Tobago vacation: Through the clouds and under the sea

In the aquamarine waters of Tobago, just for a moment you can pretend that everything is normal. Photo by Jeff Mayers -
In the aquamarine waters of Tobago, just for a moment you can pretend that everything is normal. Photo by Jeff Mayers -

“Ladies and gentlemen, we are now beginning our descent into Tobago.”

I place my forehead against the cool window pane and watch as the rugged hills of the north coast of Trinidad slowly slip out of sight, and give way instead to the turquoise waters that surround the sister isle of Tobago.

Thankfully, we leave the clouds behind in Trinidad and the waters surrounding Crown Point Airport sparkle underneath the clear sunlit sky.

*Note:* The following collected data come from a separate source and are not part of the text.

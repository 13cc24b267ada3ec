//! Error types for hypdid core.

use thiserror::Error;

/// Errors from parsing or encoding identifiers.
#[derive(Debug, Error)]
pub enum DidError {
    #[error("invalid did format: {0:?}")]
    InvalidDidFormat(String),

    #[error("invalid key length: expected 32 bytes, got {0}")]
    InvalidKeyLength(usize),

    #[error("invalid key encoding: {0}")]
    InvalidKeyEncoding(String),
}

/// Core errors that can occur during record operations.
#[derive(Debug, Error)]
pub enum CoreError {
    #[error("corrupt record at index {index}: {reason}")]
    CorruptRecord { index: u64, reason: String },

    #[error("encoding error: {0}")]
    EncodingError(String),

    #[error("invalid public key")]
    InvalidPublicKey,

    #[error("invalid signature")]
    InvalidSignature,
}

In prior times I would have probably spent this short flight flipping through a book or magazine, or wasting time on my phone, or closing my eyes for a short power nap.

No way am I doing this now. I've missed this: the thrill of the takeoff, the anticipation of travel, the whole routine of checking in and then walking out on the breezy Piarco runway towards the plane, and of course the spectacular views from the window seat that our ancestors could have only dreamed about.

For all our flaws, humans can be amazing sometimes, and here we all are flying through the sky like birds. I look back for one more glance at Trinidad, and try to see if I can make out any of the beaches which are being caressed by the Caribbean Sea. These islands really are so beautiful from the sky...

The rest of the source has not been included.